Reviewed by Katy Zignego (Library Staff)

It’s official: Dan Brown has gone to the well one time too many. The formula worked so well in Angels & Demons and The Da Vinci Code: handsome professor and clever Girl Friday foil evil world-domination plot by solving riddles in art and history while racing through a lovely European capital. (The Lost Symbol was okay, too, although I thought its U.S. setting made it a tad less appealing.) But Inferno falls flat. What happened?

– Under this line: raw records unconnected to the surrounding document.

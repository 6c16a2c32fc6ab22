use clap::{Parser, Subcommand};

#[derive(Parser)]
#[command(name = "funnelbot")]
#[command(author, version, about = "Telegram referral funnel bot: join, verify, earn and withdraw", long_about = None)]
pub struct Cli {
    #[command(subcommand)]
    pub command: Option<Commands>,
}

#[derive(Subcommand)]
pub enum Commands {
    /// Run the bot
    Run {
        /// Use webhook mode instead of long polling
        #[arg(long)]
        webhook: bool,
    },

    /// Log the effective configuration and exit
    CheckConfig,
}

impl Cli {
    pub fn parse_args() -> Self {
        Self::parse()
    }
}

It all comes down to the plot. The evil world-domination plot, that is. In Brown’s previous novels, Robert Langdon was up against real, shadowy organizations of the past and present that use symbols and riddles as a means of communication–the Illuminati, the Priory of Sion, Opus Dei, and the Freemasons. The plots had a delicious tang of plausibility about them. In Inferno, the riddles are the work of lone mad scientist who simply felt like creating a treasure hunt based on Dante’s Inferno. Plausible? Not so much.

Inferno is still passable as a thriller, and I’m sure Dan Brown still has plenty of good straightforward thrillers to write. But he needs to put the Robert Langdon series to rest. It’s better to burn out than to fade away (cough, Peyton Manning, cough).

Located in Adult Fiction (FIC BROWN, DAN). Also available in CD Book, Playaway and Large Print form.